Recorded data:
= = = =
#[derive(Debug, thiserror::Error)]
pub enum StoreError {
    #[error("database error: {0}")]
    Database(String),

    #[error("not found: {0}")]
    NotFound(String),

    #[error("conflict: {0}")]
    Conflict(String),

    #[error("serialization error: {0}")]
    Serialization(String),

    #[error("corrupt row in {table}.{column}: {detail}")]
    CorruptRow {
        table: &'static str,
        column: &'static str,
        detail: String,
    },

    #[error("IO error: {0}")]
    Io(String),
}

impl From<rusqlite::Error> for StoreError {
    fn from(e: rusqlite::Error) -> Self {
        StoreError::Database(e.to_string())
    }
}

impl From<serde_json::Error> for StoreError {
    fn from(e: serde_json::Error) -> Self {
        StoreError::Serialization(e.to_string())
    }
}

impl From<tokio::task::JoinError> for StoreError {
    fn from(e: tokio::task::JoinError) -> Self {
        StoreError::Database(format!("store task failed: {e}"))
    }
}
= = = =
Exactly the lines from the one with "StoreError::Serialization(e.to_string())" through the final line of the entries are to be returned, both ends included.

        StoreError::Serialization(e.to_string())
    }
}

impl From<tokio::task::JoinError> for StoreError {
    fn from(e: tokio::task::JoinError) -> Self {
        StoreError::Database(format!("store task failed: {e}"))
    }
}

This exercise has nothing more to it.